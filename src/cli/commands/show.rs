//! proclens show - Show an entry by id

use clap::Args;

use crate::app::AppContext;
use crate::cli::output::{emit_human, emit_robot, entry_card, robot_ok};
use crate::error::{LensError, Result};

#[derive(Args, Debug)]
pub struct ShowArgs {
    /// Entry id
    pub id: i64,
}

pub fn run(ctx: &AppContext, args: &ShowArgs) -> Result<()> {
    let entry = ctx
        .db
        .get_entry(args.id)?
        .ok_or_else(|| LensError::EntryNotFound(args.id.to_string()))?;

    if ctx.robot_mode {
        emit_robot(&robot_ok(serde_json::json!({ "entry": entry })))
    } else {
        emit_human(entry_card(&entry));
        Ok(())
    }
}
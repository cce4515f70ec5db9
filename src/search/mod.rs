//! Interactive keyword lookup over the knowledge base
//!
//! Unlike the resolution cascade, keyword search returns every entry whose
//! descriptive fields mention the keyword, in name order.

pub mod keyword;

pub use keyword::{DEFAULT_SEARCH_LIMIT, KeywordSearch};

# # #

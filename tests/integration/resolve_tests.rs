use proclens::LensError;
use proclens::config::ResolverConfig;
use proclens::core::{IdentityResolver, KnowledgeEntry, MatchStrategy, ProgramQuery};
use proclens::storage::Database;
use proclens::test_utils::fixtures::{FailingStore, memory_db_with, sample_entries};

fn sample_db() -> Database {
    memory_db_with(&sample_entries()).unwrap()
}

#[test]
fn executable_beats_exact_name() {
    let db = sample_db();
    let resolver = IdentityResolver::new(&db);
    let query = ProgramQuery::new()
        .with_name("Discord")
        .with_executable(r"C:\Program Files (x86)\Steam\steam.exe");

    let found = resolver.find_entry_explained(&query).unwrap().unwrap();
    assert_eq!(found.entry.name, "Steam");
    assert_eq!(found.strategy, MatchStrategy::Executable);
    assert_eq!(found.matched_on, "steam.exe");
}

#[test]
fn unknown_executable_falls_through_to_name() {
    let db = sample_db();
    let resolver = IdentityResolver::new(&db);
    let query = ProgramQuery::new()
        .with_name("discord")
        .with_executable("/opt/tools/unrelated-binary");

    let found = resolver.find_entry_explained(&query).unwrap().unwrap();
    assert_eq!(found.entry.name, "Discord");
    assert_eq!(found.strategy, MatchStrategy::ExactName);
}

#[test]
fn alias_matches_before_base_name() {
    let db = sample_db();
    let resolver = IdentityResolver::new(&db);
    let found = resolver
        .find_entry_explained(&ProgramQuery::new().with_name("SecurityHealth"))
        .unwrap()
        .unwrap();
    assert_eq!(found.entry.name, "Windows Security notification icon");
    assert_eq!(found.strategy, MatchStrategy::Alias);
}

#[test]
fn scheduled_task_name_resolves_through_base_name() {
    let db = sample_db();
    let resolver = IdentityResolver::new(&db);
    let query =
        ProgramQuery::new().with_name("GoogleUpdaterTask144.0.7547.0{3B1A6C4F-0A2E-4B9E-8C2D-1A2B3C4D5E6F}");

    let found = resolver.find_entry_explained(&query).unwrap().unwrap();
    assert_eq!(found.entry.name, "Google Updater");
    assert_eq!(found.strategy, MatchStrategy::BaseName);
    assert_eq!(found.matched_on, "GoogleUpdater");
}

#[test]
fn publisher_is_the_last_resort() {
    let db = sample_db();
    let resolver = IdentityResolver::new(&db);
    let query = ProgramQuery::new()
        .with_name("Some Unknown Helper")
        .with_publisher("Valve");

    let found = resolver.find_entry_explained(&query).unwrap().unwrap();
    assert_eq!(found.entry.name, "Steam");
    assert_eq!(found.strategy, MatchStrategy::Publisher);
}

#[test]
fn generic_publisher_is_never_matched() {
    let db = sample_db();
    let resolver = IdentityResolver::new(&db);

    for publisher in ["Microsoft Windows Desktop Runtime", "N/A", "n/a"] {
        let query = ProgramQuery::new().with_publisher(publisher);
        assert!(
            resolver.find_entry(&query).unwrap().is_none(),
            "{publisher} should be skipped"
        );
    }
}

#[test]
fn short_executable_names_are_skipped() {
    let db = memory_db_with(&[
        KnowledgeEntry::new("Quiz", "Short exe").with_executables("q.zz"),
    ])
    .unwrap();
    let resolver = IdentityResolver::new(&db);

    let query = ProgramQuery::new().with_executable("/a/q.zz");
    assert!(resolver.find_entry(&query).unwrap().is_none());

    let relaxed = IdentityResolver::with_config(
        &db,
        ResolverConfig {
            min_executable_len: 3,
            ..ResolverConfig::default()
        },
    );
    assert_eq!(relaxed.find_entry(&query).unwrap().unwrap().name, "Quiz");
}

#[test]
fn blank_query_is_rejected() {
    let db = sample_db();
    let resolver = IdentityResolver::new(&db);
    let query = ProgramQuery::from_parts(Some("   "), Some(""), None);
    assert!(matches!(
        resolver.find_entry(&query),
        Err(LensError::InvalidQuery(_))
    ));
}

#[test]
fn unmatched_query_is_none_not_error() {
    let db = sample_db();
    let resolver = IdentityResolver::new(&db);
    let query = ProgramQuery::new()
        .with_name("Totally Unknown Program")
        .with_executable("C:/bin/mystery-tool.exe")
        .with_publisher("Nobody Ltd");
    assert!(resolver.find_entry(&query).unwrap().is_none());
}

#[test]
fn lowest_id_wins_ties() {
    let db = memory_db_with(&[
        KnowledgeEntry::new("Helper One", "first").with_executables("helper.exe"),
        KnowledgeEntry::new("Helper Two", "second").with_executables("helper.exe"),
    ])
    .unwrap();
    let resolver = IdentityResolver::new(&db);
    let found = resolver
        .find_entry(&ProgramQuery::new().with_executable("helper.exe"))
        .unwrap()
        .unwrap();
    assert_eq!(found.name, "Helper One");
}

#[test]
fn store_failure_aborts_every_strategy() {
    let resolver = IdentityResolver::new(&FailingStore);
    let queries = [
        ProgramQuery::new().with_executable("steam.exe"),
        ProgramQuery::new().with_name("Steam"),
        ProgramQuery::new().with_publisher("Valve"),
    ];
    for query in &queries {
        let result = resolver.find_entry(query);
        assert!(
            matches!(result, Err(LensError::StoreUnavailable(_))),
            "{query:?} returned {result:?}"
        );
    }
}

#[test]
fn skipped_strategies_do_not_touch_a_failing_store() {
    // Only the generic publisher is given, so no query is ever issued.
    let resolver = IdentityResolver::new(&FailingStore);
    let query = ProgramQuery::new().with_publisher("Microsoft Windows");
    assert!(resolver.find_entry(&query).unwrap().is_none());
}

# # #

§ **EXERCISE INSTRUCTIONS**:
Each line of the entries above that includes the string "relaxed" should be copied out.

§ **ANSWER BOX**:
    let relaxed = IdentityResolver::with_config(
    assert_eq!(relaxed.find_entry(&query).unwrap().unwrap().name, "Quiz");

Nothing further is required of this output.